YouTubeやGyao、ニコニコ動画などの登場で、PCでは今や当たり前となった動画サービス。一方携帯電話の場合、通信速度やパケット料金などの問題から、長時間の動画を快適に楽しむのは難しいとされてきた。

 だが近年、いわゆるパケット定額制のサービスが普及したことに加え、最大3Mbps以上とADSL並みの通信速度を実現する、HSDPAやEV-DO Rev.Aなどの高速通信方式に対応した携帯電話が増えている。こうした条件が整ってきたことから、いま携帯電話向けの動画サービスが急激に増えているのだ。

携帯電話の動画配信方式は3種類

 PC向けの動画配信サービスは、Windows Media Videoを用いたものと、Flash Videoを用いたものの2つに大きく分かれている。一方、携帯電話向けの動画配信サービスは大きく分けて3つの配信形態に分かれており、それぞれ対応するサービスや利用可能なキャリアなどが異なってくる。

1. 携帯電話内蔵の動画再生機能を利用したもの

 主要3キャリアの携帯電話の多くには、「iモーション」「EZムービー」といった、動画を再生するための機能があらかじめ用意されている。これらに対応した動画を配信するというのが、最も基本的なサービスとなっている。代表的なサービスとしては、NTTドコモ向けの「YouTubeモバイル」や、ソフトバンクモバイル向けの「Yahoo!動画」などが挙げられる。

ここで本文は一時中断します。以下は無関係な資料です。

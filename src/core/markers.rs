use crate::domain::model::{MarkerAnimation, MarkerHandle, MarkerSpec, Place};
use crate::domain::ports::MapView;
use std::collections::HashMap;

#[derive(Debug, Clone, PartialEq)]
pub struct MarkerEntry {
    pub place_id: String,
    pub handle: MarkerHandle,
}

/// 以地點 id 索引的標記集合。每次搜尋整批清除再重建，從不就地修改
#[derive(Debug, Default)]
pub struct MarkerSet {
    entries: Vec<MarkerEntry>,
    by_place: HashMap<String, usize>,
}

impl MarkerSet {
    pub fn new() -> Self {
        Self::default()
    }

    pub fn len(&self) -> usize {
        self.entries.len()
    }

    pub fn is_empty(&self) -> bool {
        self.entries.is_empty()
    }

    pub fn entries(&self) -> &[MarkerEntry] {
        &self.entries
    }

    pub fn handle_for(&self, place_id: &str) -> Option<MarkerHandle> {
        self.by_place
            .get(place_id)
            .map(|&index| self.entries[index].handle)
    }

    /// 從地圖上移除所有標記並清空集合
    pub fn clear<M: MapView + ?Sized>(&mut self, map: &mut M) {
        for entry in self.entries.drain(..) {
            map.remove_marker(entry.handle);
        }
        self.by_place.clear();
    }

    /// 每個地點建立一個新標記
    pub fn rebuild<M: MapView + ?Sized>(&mut self, map: &mut M, places: &[Place]) {
        self.clear(map);
        self.entries.reserve(places.len());

        for place in places {
            let handle = map.add_marker(&MarkerSpec {
                position: place.location,
                title: place.name.clone(),
                animation: MarkerAnimation::Drop,
            });
            self.by_place.insert(place.id.clone(), self.entries.len());
            self.entries.push(MarkerEntry {
                place_id: place.id.clone(),
                handle,
            });
        }
    }
}
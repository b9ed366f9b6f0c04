pub mod adapters;
pub mod app;
pub mod config;
pub mod core;
pub mod domain;
pub mod utils;
pub mod view;

#[cfg(feature = "cli")]
pub use config::cli::{CliArgs, OutputFormat};

pub use adapters::{DeviceLocator, GooglePlacesClient, HeadlessMap};
pub use app::NearbyApp;
pub use config::Settings;
pub use crate::core::orchestrator::{SearchController, SearchOutcome, SearchSettings};
pub use domain::model::{Coordinate, Mood, Place, ResponseOrdering};
pub use utils::error::{NearbyError, Result};
pub use view::Page;
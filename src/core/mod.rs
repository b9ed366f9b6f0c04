pub mod location;
pub mod markers;
pub mod mood;
pub mod orchestrator;

pub use crate::domain::model::{Coordinate, Mood, MoodConfig, Place};
pub use crate::domain::ports::{ConfigProvider, GeolocationSource, MapView, PlacesService};
pub use crate::utils::error::Result;
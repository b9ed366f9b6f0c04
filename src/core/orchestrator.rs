use crate::core::location::LocationTracker;
use crate::core::markers::{MarkerEntry, MarkerSet};
use crate::core::mood::MoodRegistry;
use crate::domain::model::{
    Coordinate, MapOptions, Mood, Place, PriceLevel, ResponseOrdering, SearchRequest,
    SearchStatus,
};
use crate::domain::ports::{ConfigProvider, MapView, PlacesService};
use tokio::sync::Mutex;

pub const DEFAULT_SEARCH_RADIUS_METERS: u32 = 2000;

#[derive(Debug, Clone, Copy, PartialEq, Eq)]
pub struct SearchSettings {
    pub radius_meters: u32,
    pub ordering: ResponseOrdering,
}

impl SearchSettings {
    pub fn from_config<C: ConfigProvider + ?Sized>(config: &C) -> Self {
        Self {
            radius_meters: config.search_radius(),
            ordering: config.response_ordering(),
        }
    }
}

impl Default for SearchSettings {
    fn default() -> Self {
        Self {
            radius_meters: DEFAULT_SEARCH_RADIUS_METERS,
            ordering: ResponseOrdering::default(),
        }
    }
}

#[derive(Debug, Clone, PartialEq, Eq)]
pub enum SearchOutcome {
    /// 成功，結果與標記已一併寫入
    Committed { count: usize },
    /// 服務回傳非 OK 狀態，畫面保持空白
    Failed { status: SearchStatus },
    /// 無法取得回應，畫面保持空白
    Unreachable { message: String },
    /// 已有更新的搜尋，這個回應被丟棄
    Superseded,
}

/// 給畫面層使用的狀態快照
#[derive(Debug, Clone, PartialEq)]
pub struct ControllerSnapshot {
    pub searching: bool,
    pub active_mood: Option<Mood>,
    pub places: Vec<Place>,
    pub markers: Vec<MarkerEntry>,
    pub location: Coordinate,
    pub map_center: Coordinate,
    pub generation: u64,
}

struct ControllerState<M> {
    map: M,
    tracker: LocationTracker,
    map_center: Coordinate,
    searching: bool,
    active_mood: Option<Mood>,
    results: Vec<Place>,
    markers: MarkerSet,
    issued: u64,
}

impl<M: MapView> ControllerState<M> {
    fn clear_results(&mut self) {
        self.markers.clear(&mut self.map);
        self.results.clear();
    }

    fn commit(&mut self, places: Vec<Place>) {
        self.markers.rebuild(&mut self.map, &places);
        self.results = places;
    }

    fn recenter(&mut self, center: Coordinate) {
        self.map.set_center(center);
        self.map_center = center;
    }
}

/// 心情搜尋的協調者。所有狀態都在同一把鎖後面，鎖不會跨越網路呼叫
pub struct SearchController<P: PlacesService, M: MapView> {
    places: P,
    registry: MoodRegistry,
    settings: SearchSettings,
    state: Mutex<ControllerState<M>>,
}

impl<P: PlacesService, M: MapView> SearchController<P, M> {
    pub fn new(places: P, map: M, default_location: Coordinate, settings: SearchSettings) -> Self {
        Self {
            places,
            registry: MoodRegistry::new(),
            settings,
            state: Mutex::new(ControllerState {
                map,
                tracker: LocationTracker::new(default_location),
                map_center: default_location,
                searching: false,
                active_mood: None,
                results: Vec::new(),
                markers: MarkerSet::new(),
                issued: 0,
            }),
        }
    }

    pub fn places(&self) -> &P {
        &self.places
    }

    pub fn build_request(&self, mood: Mood, location: Coordinate) -> SearchRequest {
        let config = self.registry.lookup(mood);
        SearchRequest {
            location,
            radius_meters: self.settings.radius_meters,
            types: vec![config.category.to_string()],
            keyword: config.keyword.map(str::to_string),
            max_price_level: config.max_price_tier.unwrap_or(PriceLevel::MAX),
        }
    }

    pub async fn search(&self, mood: Mood) -> SearchOutcome {
        let (generation, request) = {
            let mut state = self.state.lock().await;
            state.searching = true;
            state.active_mood = Some(mood);
            state.issued += 1;
            state.clear_results();
            (state.issued, self.build_request(mood, state.tracker.current()))
        };

        tracing::info!(
            "🔎 Search #{} for {} ({}) around {}",
            generation,
            mood,
            request.types.join(","),
            request.location
        );

        let response = self.places.nearby_search(&request).await;

        let mut state = self.state.lock().await;
        if self.settings.ordering == ResponseOrdering::LatestRequest && generation != state.issued {
            tracing::debug!(
                "Dropping response for search #{} (latest is #{})",
                generation,
                state.issued
            );
            return SearchOutcome::Superseded;
        }

        state.searching = false;
        match response {
            Ok(response) if response.status.is_ok() => {
                let count = response.places.len();
                state.commit(response.places);
                tracing::info!("📍 Search #{} returned {} places", generation, count);
                SearchOutcome::Committed { count }
            }
            Ok(response) => {
                tracing::warn!(
                    "Search #{} finished with status {}",
                    generation,
                    response.status
                );
                SearchOutcome::Failed {
                    status: response.status,
                }
            }
            Err(e) => {
                tracing::warn!("Search #{} failed: {}", generation, e);
                SearchOutcome::Unreachable {
                    message: e.to_string(),
                }
            }
        }
    }

    pub async fn mount(&self, options: &MapOptions) {
        let mut state = self.state.lock().await;
        state.map.mount(options);
        state.map_center = options.center;
    }

    /// 只移動地圖，不改變搜尋原點
    pub async fn recenter(&self, center: Coordinate) {
        self.state.lock().await.recenter(center);
    }

    pub async fn current_location(&self) -> Coordinate {
        self.state.lock().await.tracker.current()
    }

    /// 只有第一次呼叫會回傳 true
    pub async fn begin_location_refresh(&self) -> bool {
        self.state.lock().await.tracker.begin_refresh()
    }

    /// 更新搜尋原點並把地圖移到新位置
    pub async fn apply_device_location(&self, position: Coordinate) {
        let mut state = self.state.lock().await;
        state.tracker.apply(position);
        state.recenter(position);
    }

    pub async fn is_searching(&self) -> bool {
        self.state.lock().await.searching
    }

    pub async fn snapshot(&self) -> ControllerSnapshot {
        let state = self.state.lock().await;
        ControllerSnapshot {
            searching: state.searching,
            active_mood: state.active_mood,
            places: state.results.clone(),
            markers: state.markers.entries().to_vec(),
            location: state.tracker.current(),
            map_center: state.map_center,
            generation: state.issued,
        }
    }

    pub async fn with_map<R>(&self, f: impl FnOnce(&M) -> R) -> R {
        let state = self.state.lock().await;
        f(&state.map)
    }
}

#[cfg(test)]
mod tests {
    use super::*;
    use crate::adapters::map::HeadlessMap;
    use crate::domain::model::{OpenStatus, SearchResponse};
    use crate::utils::error::{NearbyError, Result};
    use async_trait::async_trait;
    use std::sync::atomic::{AtomicUsize, Ordering};

    struct StaticPlaces {
        response: SearchResponse,
        calls: AtomicUsize,
    }

    impl StaticPlaces {
        fn new(response: SearchResponse) -> Self {
            Self {
                response,
                calls: AtomicUsize::new(0),
            }
        }
    }

    #[async_trait]
    impl PlacesService for StaticPlaces {
        async fn nearby_search(&self, _request: &SearchRequest) -> Result<SearchResponse> {
            self.calls.fetch_add(1, Ordering::SeqCst);
            Ok(self.response.clone())
        }
    }

    struct SequencedPlaces {
        responses: std::sync::Mutex<std::collections::VecDeque<SearchResponse>>,
    }

    impl SequencedPlaces {
        fn new(responses: Vec<SearchResponse>) -> Self {
            Self {
                responses: std::sync::Mutex::new(responses.into()),
            }
        }
    }

    #[async_trait]
    impl PlacesService for SequencedPlaces {
        async fn nearby_search(&self, _request: &SearchRequest) -> Result<SearchResponse> {
            let next = self.responses.lock().unwrap().pop_front();
            Ok(next.unwrap_or_else(|| SearchResponse::failed(SearchStatus::UnknownError)))
        }
    }

    struct BrokenPlaces;

    #[async_trait]
    impl PlacesService for BrokenPlaces {
        async fn nearby_search(&self, _request: &SearchRequest) -> Result<SearchResponse> {
            Err(NearbyError::ApiStatusError {
                status: 502,
                message: "Bad Gateway".to_string(),
            })
        }
    }

    #[derive(Default)]
    struct RecordingPlaces {
        requests: std::sync::Mutex<Vec<SearchRequest>>,
    }

    #[async_trait]
    impl PlacesService for RecordingPlaces {
        async fn nearby_search(&self, request: &SearchRequest) -> Result<SearchResponse> {
            self.requests.lock().unwrap().push(request.clone());
            Ok(SearchResponse::ok(vec![]))
        }
    }

    fn place(id: &str) -> Place {
        Place {
            id: id.to_string(),
            name: format!("Place {}", id),
            rating: None,
            address: "Somewhere".to_string(),
            open_status: OpenStatus::Open,
            location: Coordinate::new(40.7, -74.0),
        }
    }

    fn controller<P: PlacesService>(places: P) -> SearchController<P, HeadlessMap> {
        SearchController::new(
            places,
            HeadlessMap::new(),
            Coordinate::DEFAULT,
            SearchSettings::default(),
        )
    }

    #[test]
    fn test_build_request_without_price_cap_uses_max_level() {
        let controller = controller(StaticPlaces::new(SearchResponse::ok(vec![])));
        let request = controller.build_request(Mood::Work, Coordinate::DEFAULT);

        assert_eq!(request.location, Coordinate::DEFAULT);
        assert_eq!(request.radius_meters, 2000);
        assert_eq!(request.types, vec!["cafe".to_string()]);
        assert_eq!(request.keyword.as_deref(), Some("wifi quiet"));
        assert_eq!(request.max_price_level, PriceLevel::MAX);
    }

    #[test]
    fn test_build_request_for_cheap_caps_price() {
        let controller = controller(StaticPlaces::new(SearchResponse::ok(vec![])));
        let request = controller.build_request(Mood::Cheap, Coordinate::DEFAULT);

        assert_eq!(request.types, vec!["restaurant".to_string()]);
        assert_eq!(request.keyword, None);
        assert_eq!(request.max_price_level.value(), 1);
    }

    #[tokio::test]
    async fn test_successful_search_commits_places_and_markers() {
        let places = vec![place("a"), place("b"), place("c")];
        let controller = controller(StaticPlaces::new(SearchResponse::ok(places)));

        let outcome = controller.search(Mood::Date).await;

        assert_eq!(outcome, SearchOutcome::Committed { count: 3 });
        let snapshot = controller.snapshot().await;
        assert!(!snapshot.searching);
        assert_eq!(snapshot.active_mood, Some(Mood::Date));
        assert_eq!(snapshot.places.len(), 3);
        assert_eq!(snapshot.markers.len(), 3);
        assert_eq!(controller.with_map(|m| m.marker_count()).await, 3);
        assert_eq!(controller.places.calls.load(Ordering::SeqCst), 1);
    }

    #[tokio::test]
    async fn test_failed_status_leaves_everything_empty() {
        let controller = controller(SequencedPlaces::new(vec![
            SearchResponse::ok(vec![place("a"), place("b")]),
            SearchResponse::failed(SearchStatus::OverQueryLimit),
        ]));
        controller.search(Mood::Work).await;
        assert_eq!(controller.snapshot().await.places.len(), 2);

        let outcome = controller.search(Mood::Work).await;

        assert_eq!(
            outcome,
            SearchOutcome::Failed {
                status: SearchStatus::OverQueryLimit
            }
        );
        let snapshot = controller.snapshot().await;
        assert!(!snapshot.searching);
        assert!(snapshot.places.is_empty());
        assert!(snapshot.markers.is_empty());
        assert_eq!(controller.with_map(|m| m.marker_count()).await, 0);
    }

    #[tokio::test]
    async fn test_transport_error_is_absorbed() {
        let controller = controller(BrokenPlaces);

        let outcome = controller.search(Mood::Quick).await;

        assert!(matches!(outcome, SearchOutcome::Unreachable { .. }));
        let snapshot = controller.snapshot().await;
        assert!(!snapshot.searching);
        assert!(snapshot.places.is_empty());
        assert_eq!(controller.with_map(|m| m.marker_count()).await, 0);
    }

    #[tokio::test]
    async fn test_new_search_clears_previous_markers_first() {
        let controller = controller(StaticPlaces::new(SearchResponse::ok(vec![
            place("a"),
            place("b"),
        ])));

        controller.search(Mood::Work).await;
        controller.search(Mood::Work).await;

        let (live, removed) = controller
            .with_map(|m| (m.marker_count(), m.removed_count()))
            .await;
        assert_eq!(live, 2);
        assert_eq!(removed, 2);
        assert_eq!(controller.snapshot().await.generation, 2);
    }

    #[tokio::test]
    async fn test_device_location_moves_origin_and_map() {
        let controller = controller(StaticPlaces::new(SearchResponse::ok(vec![])));
        let sf = Coordinate::new(37.7749, -122.4194);

        assert!(controller.begin_location_refresh().await);
        assert!(!controller.begin_location_refresh().await);
        controller.apply_device_location(sf).await;

        assert_eq!(controller.current_location().await, sf);
        assert_eq!(controller.with_map(|m| m.center()).await, Some(sf));
        assert_eq!(controller.snapshot().await.map_center, sf);
    }

    #[tokio::test]
    async fn test_recenter_moves_map_but_not_search_origin() {
        let controller = controller(RecordingPlaces::default());
        let london = Coordinate::new(51.5074, -0.1278);

        controller.recenter(london).await;
        controller.search(Mood::Quick).await;

        assert_eq!(controller.with_map(|m| m.center()).await, Some(london));
        assert_eq!(controller.snapshot().await.map_center, london);
        assert_eq!(controller.current_location().await, Coordinate::DEFAULT);
        let requests = controller.places.requests.lock().unwrap().clone();
        assert_eq!(requests[0].location, Coordinate::DEFAULT);
    }
}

 この方式では、内蔵のプレーヤーを使用するので手間はかからないものの、再生可能な動画の容量に制約が課せられており、数分程度の短い動画しか楽しめないことが多い。もっとも、こうした制約はHSDPAなどの高速な通信方式に対応した端末では改善されつつあり、NTTドコモでは904iシリーズ以降、iモーションの容量を10MBに拡張しているほか、auも長時間動画配信を可能にする「LISMO VIDEO」を、KCP+を採用した端末向けに提供することを予定している。

2. 携帯アプリのプレーヤーを使ったもの

 iアプリなどの携帯アプリで作られた動画プレーヤーアプリを用い、その上で動画をストリーミング再生するというもの。プレーヤーアプリとしてはjig.jpの「jigムービー」が有名であり、フロントメディアの「Qlick.TV」や、Gyaoの携帯電話向けサービス「モバイルGyao」など、多くの動画配信サービスで利用されている。使用するアプリは異なるが、「ニコニコ動画モバイル」もこの方式を採用している。

 この方式のメリットは、1のような制約がなく、長時間動画の配信が可能だということ。事実アプリを用いた動画配信サービスでは、2時間を超える長編映画なども多数配信されている。一方で携帯アプリの制約に大きく影響されてしまうことから、アプリ上での通信容量に厳しい制限を課すau向けには、サービスの提供自体困難となっている。

3. 深夜に長時間動画を一斉配信するもの

 ユーザーが直接動画をダウンロードするのではなく、あらかじめ予約設定した動画を深夜に配信するというサービスも存在する。auの「EZチャンネル」や、NTTドコモの「Music&Videoチャンネル」などがそれに当たる。

 この方式の場合、キャリアからすると回線の空いている時間帯に動画の一斉配信を行うため、通信回線に与える影響が少ないというメリットがある。しかし当然ながら、見たい動画をその場ですぐ楽しむことはできないので、ユーザーからしてみればデメリットの方が大きい。